The Godfather: Part II

The Godfather: Part II ★★★★★

Still to this day as the only sequel to win the Oscar for best picture, The Godfather: Part II is as riveting, gripping, suspenseful, and frankly, perfect as Part I.

Francis Ford Coppola along with co-writer Mario Puzo have written two of the best screenplays of all time, between this and GF1. Every little piece of the puzzle has a significant meaning, and the story is told in such a fascinating way that viewers are left in awe. Even the construction of the title, held up by puppet strings, signifies a man's longing to have control over so many lives.

Coppola has openly stated that his films are about American capitalism. He makes it very obvious in Part II, writing in dialogue to explicitly tell the audience that the film is about capitalism. We hear about Michael owning specific Nevada hotels and casinos. The best example of capitalism is when Roth says to Michael, "We're bigger than U.S Steel". The film is all about a man's greed for power. Those at the top get to call the shots, while those at the bottom get walked over.

Though the characters are Roman Catholics, Coppola, like in part 1, is sure to throw in some anti-religious scene. In part 2, there is a scene where a replica of Christ is paraded through the streets of Italy by Roman Catholics. The replica is covered with money, and street shops cut the scene into two parts: 1) only Christ's head is shown with no money, and 2) only the money is shown with no head. Coppola here tries to separate the true meaning of religion from capitalistic horrors and the longing for power and wealth.

He continues to show his views of political corruption with the character of Senator Geary, who is deceived by the mafia and becomes another piece of their business. Roth tries planting a witness to testify against Michael, who tracks down Franky's brother to scare Franky away from testifying against Michael.
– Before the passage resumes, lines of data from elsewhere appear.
//! Application services (use cases).
//!
//! These services combine the pure domain rules with the outbound ports to
//! implement deploy, revive, delete, list and check.

pub mod context;
pub mod deployment;
pub mod reconciler;
pub mod registry;
pub mod semaphore;
pub mod watcher;

pub use context::{Context, DeploymentSettings, DocumentNames, ImageSettings};
pub use deployment::{CheckReport, DeleteAllOutcome, DeployOutcome, DeployRequest, DeploymentService};
pub use reconciler::Reconciler;
pub use registry::RegistryStore;
pub use semaphore::{DistributedSemaphore, RetryPolicy};
pub use watcher::{LogOutcome, Observation, ReadinessOutcome, StatusWatcher, WatchSettings};
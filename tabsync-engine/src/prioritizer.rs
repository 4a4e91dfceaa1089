//! Conflict prioritization.
//!
//! A stable ordering over conflicts (severity descending, then kind name
//! ascending) plus grouping helpers for diagnostics. No decision logic
//! lives here; the resolver and merge engine consume conflicts in
//! whatever order they are handed.

use crate::conflict::{Conflict, Severity};
use std::collections::BTreeMap;

/// Orders and groups conflicts for presentation and diagnostics.
#[derive(Debug, Clone, Copy, Default)]
pub struct ConflictPrioritizer;

impl ConflictPrioritizer {
    /// Creates a prioritizer.
    #[must_use]
    pub fn new() -> Self {
        Self
    }

    /// Returns the conflicts sorted by severity descending, then kind
    /// name ascending. The sort is stable: conflicts that compare equal
    /// keep their detection order.
    #[must_use]
    pub fn prioritize(&self, conflicts: &[Conflict]) -> Vec<Conflict> {
        let mut sorted = conflicts.to_vec();
        sorted.sort_by(|a, b| {
            b.severity
                .cmp(&a.severity)
                .then_with(|| a.kind().name().cmp(b.kind().name()))
        });
        sorted
    }

    /// Groups conflicts by `(kind, subtype)`, preserving input order
    /// within each group.
    #[must_use]
    pub fn group_by_subtype<'a>(
        &self,
        conflicts: &'a [Conflict],
    ) -> BTreeMap<(&'static str, &'static str), Vec<&'a Conflict>> {
        let mut groups: BTreeMap<(&'static str, &'static str), Vec<&Conflict>> = BTreeMap::new();
        for conflict in conflicts {
            groups
                .entry((conflict.kind().name(), conflict.subtype()))
                .or_default()
                .push(conflict);
        }
        groups
    }

    /// Groups conflicts by severity, preserving input order within each
    /// group.
    #[must_use]
    pub fn group_by_severity<'a>(
        &self,
        conflicts: &'a [Conflict],
    ) -> BTreeMap<Severity, Vec<&'a Conflict>> {
        let mut groups: BTreeMap<Severity, Vec<&Conflict>> = BTreeMap::new();
        for conflict in conflicts {
            groups.entry(conflict.severity).or_default().push(conflict);
        }
        groups
    }
}
//! Error types for the sync engine.

use thiserror::Error;

/// Result type for sync operations.
pub type SyncResult<T> = Result<T, SyncError>;

/// Errors that can occur in sync operations.
///
/// Unresolved conflicts are not errors — they surface as entries in
/// `MergeResult::unresolved_conflicts`. The pure components (detector,
/// prioritizer, resolver, merge engine) never fail on well-formed input;
/// malformed snapshots are rejected at the coordinator boundary.
#[derive(Debug, Error)]
pub enum SyncError {
    /// Remote snapshot failed structural validation. Recovered by
    /// degrading the pass to upload; never fatal on its own.
    #[error("invalid snapshot: {0}")]
    InvalidSnapshot(String),

    /// No remote snapshot exists yet. Expected on first sync.
    #[error("no remote snapshot found")]
    SnapshotNotFound,

    /// The tab-source collaborator failed.
    #[error("tab source error: {0}")]
    TabSource(String),

    /// The remote-store collaborator failed.
    #[error("remote store error: {0}")]
    RemoteStore(String),

    /// A sync pass is already in flight for this device. Fatal to the
    /// triggering call only; the in-flight pass is unaffected.
    #[error("sync already in progress for this device")]
    SyncInFlight,

    /// The conflict presenter did not answer within the bounded wait.
    #[error("conflict presenter timed out")]
    PresenterTimeout,

    /// Device identity operation failed.
    #[error("device identity error: {0}")]
    Identity(String),

    /// Serialization error.
    #[error("serialization error: {0}")]
    Serialization(#[from] serde_json::Error),
}

impl SyncError {
    /// Stable machine-readable name, used in operation records.
    #[must_use]
    pub fn kind(&self) -> &'static str {
        match self {
            Self::InvalidSnapshot(_) => "invalid_snapshot",
            Self::SnapshotNotFound => "snapshot_not_found",
            Self::TabSource(_) => "tab_source",
            Self::RemoteStore(_) => "remote_store",
            Self::SyncInFlight => "sync_in_flight",
            Self::PresenterTimeout => "presenter_timeout",
            Self::Identity(_) => "identity",
            Self::Serialization(_) => "serialization",
        }
    }
}
//! Core type definitions for TabSync.
//!
//! This crate defines the fundamental, browser-agnostic types used
//! throughout the sync engine:
//! - Device, tab, conflict, and sync-pass identifiers (UUID v7)
//! - Wall-clock millisecond timestamps
//! - Tab state and per-device tab collections
//! - Sync snapshots and device metadata
//!
//! Everything that talks to an actual browser (tab enumeration, window
//! layout) belongs to the tab-source collaborator, not here.

mod ids;
mod snapshot;
mod tab;
mod timestamp;

pub use ids::{ConflictId, DeviceId, SyncId, TabId};
pub use snapshot::{DeviceMetadata, PlatformFamily, SyncSnapshot};
pub use tab::{Tab, TabSet, WindowId};
pub use timestamp::{Timestamp, DAY_MS, HOUR_MS, MINUTE_MS, SECOND_MS};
The final few scenes of this movie are some of the best. Tom talks to Franky in prison about the Roman Empire, and those who attempt to overthrow the Empire should open their veins and let the blood run out. Michael sends Rocco to kill Roth, also getting Rocco gunned down immediately by FBI agents. Finally, Michael breaks the ultimate rule and orders a hit on his own brother Fredo, who betrayed him by helping Roth. He sends his bodyguard Al out on a boat with Fredo, and kills him while fishing. Fredo was reciting the Hail Mary in a reference to a scene earlier with Michael's son Anthony, and was shot as soon as he reached "Now and at the hour of your death". He was also shot on a boat out on the lake, where he will now be "sleeping with the fishes".

I could go on forever with little things that Coppola did that makes this film and the first film perfect. Stanley Kubrick is another director who is really big on detail, but Coppola takes it to another level with this series. Just an epic story with perfectly developed characters, definitive acting, and beautiful direction. The steady camera allows you to focus your eyes in one spot and take in as much information as possible, which is key for a film with as much detail as this one.

If you have yet to see this, you might as well stop what you are doing and go watch it. Unless you haven't seen part 1, in which case you should go watch that. I've never been so in awe at filmmaking than how I am with these two masterpieces. I'll continuously watch these throughout the remainder of my life, and find plenty of new discoveries each time. The true template for mafia films. Bravo, Mr. Coppola.